The Times, meanwhile, had taken its time vetting the material and considering the implications of making it public. One implication, manifested right away, was an injunction from Nixon's Justice Department against further publication. Meanwhile, other dailies passed the story around and kept it burning, like an Olympic torch. But eventually, perhaps inevitably, the substance of the Pentagon Papers seemed less important than the sensation of their release. It's important to remember that before resigning in disgrace, Nixon got reelected in a landslide, while the war Ellsberg helped launch raged lethally on. And never mind the disastrous déjà vu in Iraq a generation later. It's the irony that keeps on giving!

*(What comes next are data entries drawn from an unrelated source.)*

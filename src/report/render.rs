use std::fmt;

use crate::engine::{NetPremiumKind, PositionValuation, ScenarioResult};
use crate::report::Report;
use crate::strategy::{HedgeReport, LockInReport, RecoveryPath, WheelReport};
use crate::utils::math::{format_currency, format_number, format_pct, format_signed_currency};

fn write_valuation(f: &mut fmt::Formatter<'_>, v: &PositionValuation) -> fmt::Result {
    writeln!(f, "  initial investment   {}", format_currency(v.initial_investment))?;
    writeln!(f, "  current value        {}", format_currency(v.current_value))?;
    writeln!(
        f,
        "  unrealized P&L       {} ({})",
        format_signed_currency(v.unrealized_pl),
        format_pct(v.unrealized_pl_percent)
    )
}

fn write_scenario(f: &mut fmt::Formatter<'_>, label: &str, r: &ScenarioResult) -> fmt::Result {
    writeln!(
        f,
        "  {:<30} spot {:>10}  value {:>12}  P&L {:>12} ({})",
        label,
        format_currency(r.hypothetical_spot),
        format_currency(r.position_value),
        format_signed_currency(r.profit_loss),
        format_pct(r.profit_loss_percentage)
    )
}

impl fmt::Display for HedgeReport {
    fn fmt(&self, f: &mut fmt::Formatter<'_>) -> fmt::Result {
        writeln!(
            f,
            "Hedge: {} shares @ {}",
            self.position.shares,
            format_currency(self.position.purchase_price)
        )?;
        write_valuation(f, &self.valuation)?;

        let label = match self.net_premium_kind {
            NetPremiumKind::Cost => "Cost",
            NetPremiumKind::Credit => "Credit",
            NetPremiumKind::Neutral => "Neutral",
        };
        writeln!(
            f,
            "  net option premium   {} {}",
            format_currency(self.costing.net_premium_cash_flow.abs()),
            label
        )?;
        writeln!(
            f,
            "  total cost basis     {}",
            format_currency(self.break_even.total_cost_basis)
        )?;
        writeln!(
            f,
            "  break-even           {} ({} vs purchase)",
            format_currency(self.break_even.break_even_price),
            format_signed_currency(self.break_even_shift)
        )?;

        writeln!(f, "Scenarios:")?;
        for s in &self.scenarios {
            write_scenario(f, &s.name, &s.result)?;
        }
        write_scenario(f, "Custom", &self.custom)?;

        writeln!(f, "Key insights:")?;
        if let Some(floor) = self.insights.protected_floor {
            writeln!(f, "  - protected at {} with a put option", format_currency(floor))?;
        }
        if let Some(cap) = self.insights.upside_cap {
            writeln!(f, "  - upside capped at {} with a covered call", format_currency(cap))?;
        }
        writeln!(
            f,
            "  - maximum loss {} (if stock goes to $0)",
            format_signed_currency(self.insights.max_loss)
        )?;
        if let Some(gain) = self.insights.max_gain {
            writeln!(f, "  - maximum gain {}", format_signed_currency(gain))?;
        }
        if self.inverted_collar {
            writeln!(f, "  - warning: put strike is above call strike")?;
        }
        Ok(())
    }
}

impl fmt::Display for LockInReport {
    fn fmt(&self, f: &mut fmt::Formatter<'_>) -> fmt::Result {
        writeln!(f, "Lock-in: {} shares, {} days to expiration", self.position.shares, self.days)?;
        write_valuation(f, &self.valuation)?;
        writeln!(f, "Exit points:")?;
        for row in &self.rows {
            writeln!(
                f,
                "  {} strike {:>10}  net cost {:>12}  exit {:>12}  result {:>12} ({}){}",
                if row.selected { "*" } else { " " },
                format_currency(row.strike),
                format_signed_currency(-row.net_cost),
                format_currency(row.exit_value),
                format_signed_currency(row.net_result),
                format_pct(row.loss_percentage),
                if row.at_or_above_purchase { "  at/above purchase" } else { "" }
            )?;
        }
        writeln!(
            f,
            "Selected {}: put {} / call {} per share, total cost {}",
            format_currency(self.selected.strike),
            format_number(self.selected.put_premium, 2),
            format_number(self.selected.call_premium, 2),
            format_currency(self.selected.total_cost)
        )
    }
}

impl fmt::Display for WheelReport {
    fn fmt(&self, f: &mut fmt::Formatter<'_>) -> fmt::Result {
        let e = &self.entry;
        writeln!(
            f,
            "Wheel: {} @ {}, {} contract(s) = {} shares if assigned",
            self.symbol,
            format_currency(self.current_stock_price),
            self.contracts,
            e.shares_if_assigned
        )?;
        writeln!(f, "  short put credit     {}", format_currency(e.short_put_credit))?;
        writeln!(f, "  long put cost        {}", format_currency(e.long_put_cost))?;
        writeln!(f, "  net put cost         {}", format_currency(e.net_put_cost))?;
        writeln!(f, "  capital required     {}", format_currency(e.total_capital_required))?;
        writeln!(f, "  effective cost/share {}", format_currency(e.effective_cost_per_share))?;
        writeln!(f, "  long put days left   {}", e.days_remaining_on_long_put)?;

        let cc = &self.covered_call;
        writeln!(f, "Covered call at {}:", format_currency(cc.plan.strike))?;
        writeln!(f, "  premium income       {}", format_currency(cc.premium_income))?;
        writeln!(
            f,
            "  profit if called     {}",
            format_signed_currency(cc.total_profit_if_called_away)
        )?;
        writeln!(
            f,
            "  cycles (premium only) {}",
            format_number(cc.calls_needed_for_premium_only, 0)
        )?;

        writeln!(f, "Scenarios:")?;
        writeln!(
            f,
            "  expires worthless    {} ({} on long put)",
            format_signed_currency(self.expires_worthless.net_pl),
            format_pct(self.expires_worthless.roi_on_long_put)
        )?;
        writeln!(
            f,
            "  assigned max loss    {} (break-even {})",
            format_currency(self.assigned.max_loss),
            format_currency(self.assigned.break_even_stock_price)
        )?;
        for d in &self.downside.drops {
            writeln!(
                f,
                "  drop {:>3}% to {:>10}  net loss {:>12}  protection {:>12}",
                format_number(d.drop_fraction * 100.0, 0),
                format_currency(d.stock_price),
                format_currency(d.net_loss),
                format_currency(d.protection)
            )?;
        }

        let r = &self.recovery;
        writeln!(
            f,
            "Recovery after assignment (cost basis {}):",
            format_currency(r.total_cost_basis)
        )?;
        writeln!(
            f,
            "  A exit                {}  (shares + long put sale)",
            format_signed_currency(r.exit.net)
        )?;
        writeln!(
            f,
            "  B reconfigure         {}  (shares + new put premium, long put kept){}",
            format_signed_currency(r.reconfigure.net),
            if r.reconfigure.valid { "" } else { "  [new put must expire before long put]" }
        )?;
        let pick = match r.recommendation {
            RecoveryPath::Exit => "exit",
            RecoveryPath::Reconfigure => "reconfigure",
        };
        writeln!(f, "  recommendation: {pick}")
    }
}

impl fmt::Display for Report {
    fn fmt(&self, f: &mut fmt::Formatter<'_>) -> fmt::Result {
        match self {
            Report::Hedge(r) => fmt::Display::fmt(r, f),
            Report::LockIn(r) => fmt::Display::fmt(r, f),
            Report::Wheel(r) => fmt::Display::fmt(r, f),
        }
    }
}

Gloom enthusiasts may recall that McNamara's own retrospective self-inventory made for compelling documentary fodder in Errol Morris' "The Fog of War" ­ by contrast to which, Erlich and Goldsmith's hagiographic portrait of a clever, handsome, righteous radical does seem less essential. Is it morbid and cruel to want more on the family tragedy that spurred Ellsberg's sensitivity to fatally inattentive authority figures? Or to want at least some resistance to his privileged narration? Ellsberg's still active as an activist; can't we let him stay at least a little dangerous?